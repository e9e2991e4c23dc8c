use std::{
    fs,
    io::Write,
    path::{Component, Path, PathBuf},
};

use anyhow::{bail, Context, Result};

use crate::codegen::{CodegenFile, CodegenMessage};

/// Pretty-print generated Rust sources. Anything that isn't a `.rs` file, or doesn't parse, is
/// returned unchanged.
pub fn format_source(name: &str, content: &str) -> String {
    if Path::new(name).extension().map_or(true, |ext| ext != "rs") {
        return content.to_owned();
    }
    match syn::parse_file(content) {
        Ok(file) => prettyplease::unparse(&file),
        Err(err) => {
            log::warn!(target: "hypertune_gen", "failed to format {name}: {err}");
            content.to_owned()
        }
    }
}

/// Write every file below `dir`, overwriting existing ones, and report each path to `out`.
///
/// A relative `dir` is resolved against `cwd` for writing but reported as given.
pub fn write_files(
    cwd: &Path,
    dir: &Path,
    files: &[CodegenFile],
    out: &mut impl Write,
) -> Result<()> {
    fs::create_dir_all(cwd.join(dir)).context("failed to create output directory")?;

    for file in files {
        let display_path = dir.join(relative_path(&file.name)?);
        let path = cwd.join(&display_path);
        if let Some(parent) = path.parent() {
            fs::create_dir_all(parent)
                .with_context(|| format!("failed to create directory for {}", file.name))?;
        }
        fs::write(&path, format_source(&file.name, &file.content))
            .with_context(|| format!("failed to write file {}", file.name))?;
        writeln!(out, "Created file {}", display_path.display())?;
    }
    Ok(())
}

/// File names come from the server; keep them inside the output directory.
fn relative_path(name: &str) -> Result<PathBuf> {
    let path = Path::new(name);
    let escapes = path
        .components()
        .any(|c| !matches!(c, Component::Normal(_) | Component::CurDir));
    if name.is_empty() || escapes {
        bail!("refusing to write file with unsafe name {name:?}");
    }
    Ok(path.to_path_buf())
}

/// Print server messages as `level message`, followed by indented metadata if there is any.
pub fn print_messages(messages: &[CodegenMessage], out: &mut impl Write) -> Result<()> {
    for message in messages {
        writeln!(out, "{} {}", message.level, message.message)?;
        if let Some(metadata) = message.metadata.as_ref().filter(|m| !m.is_null()) {
            writeln!(out, "{}", serde_json::to_string_pretty(metadata)?)?;
        }
    }
    Ok(())
}

#[cfg(test)]
mod tests {
    use std::{fs, path::Path};

    use serde_json::json;

    use super::{format_source, print_messages, write_files};
    use crate::codegen::{CodegenFile, CodegenMessage, LogLevel};

    fn file(name: &str, content: &str) -> CodegenFile {
        CodegenFile {
            name: name.to_owned(),
            content: content.to_owned(),
        }
    }

    #[test]
    fn formats_rust_sources() {
        assert_eq!(format_source("client.rs", "pub fn x(){}"), "pub fn x() {}\n");
    }

    #[test]
    fn keeps_unparseable_sources() {
        assert_eq!(format_source("client.rs", "pub fn {"), "pub fn {");
    }

    #[test]
    fn leaves_other_files_alone() {
        assert_eq!(format_source("schema.json", "{ }"), "{ }");
        assert_eq!(format_source("README", "pub fn x(){}"), "pub fn x(){}");
    }

    #[test]
    fn writes_files_and_reports_them() {
        let dir = tempfile::tempdir().unwrap();
        let output = dir.path().join("generated");
        let mut out = Vec::new();

        write_files(
            dir.path(),
            Path::new("generated"),
            &[file("client.rs", "pub fn x(){}"), file("nested/data.json", "{}")],
            &mut out,
        )
        .unwrap();

        assert_eq!(
            fs::read_to_string(output.join("client.rs")).unwrap(),
            "pub fn x() {}\n"
        );
        assert_eq!(fs::read_to_string(output.join("nested/data.json")).unwrap(), "{}");

        let out = String::from_utf8(out).unwrap();
        let expected = format!("Created file {}", Path::new("generated").join("client.rs").display());
        assert_eq!(out.lines().next(), Some(expected.as_str()));
        assert_eq!(out.lines().count(), 2);
    }

    #[test]
    fn overwrites_existing_files() {
        let dir = tempfile::tempdir().unwrap();
        fs::write(dir.path().join("client.rs"), "old").unwrap();

        write_files(dir.path(), Path::new("."), &[file("client.rs", "new")], &mut Vec::new())
            .unwrap();
        assert_eq!(fs::read_to_string(dir.path().join("client.rs")).unwrap(), "new");
    }

    #[test]
    fn rejects_paths_outside_the_output_directory() {
        let dir = tempfile::tempdir().unwrap();
        let output = Path::new("generated");

        for name in ["../escape.rs", "/etc/passwd", ""] {
            assert!(
                write_files(dir.path(), output, &[file(name, "x")], &mut Vec::new()).is_err(),
                "{name:?}"
            );
        }
        assert!(!dir.path().join("escape.rs").exists());
    }

    #[test]
    fn prints_messages_with_metadata() {
        let messages = vec![
            CodegenMessage {
                level: LogLevel::Warn,
                message: "deprecated field".to_owned(),
                metadata: Some(json!({"field": "a"})),
            },
            CodegenMessage {
                level: LogLevel::Info,
                message: "done".to_owned(),
                metadata: None,
            },
        ];
        let mut out = Vec::new();
        print_messages(&messages, &mut out).unwrap();

        assert_eq!(
            String::from_utf8(out).unwrap(),
            "Warn deprecated field\n{\n  \"field\": \"a\"\n}\nInfo done\n"
        );
    }
}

------------------------------

Output the first line of the entries above and every line after it, exactly as written, ending with the line that contains "if Path::new(name).extension().map_or(true, |ext|".

Solved exercise -
repository e9e2991e4c23dc8c
use std::{
    fs,
    io::Write,
    path::{Component, Path, PathBuf},
};

use anyhow::{bail, Context, Result};

use crate::codegen::{CodegenFile, CodegenMessage};

/// Pretty-print generated Rust sources. Anything that isn't a `.rs` file, or doesn't parse, is
/// returned unchanged.
pub fn format_source(name: &str, content: &str) -> String {
    if Path::new(name).extension().map_or(true, |ext| ext != "rs") {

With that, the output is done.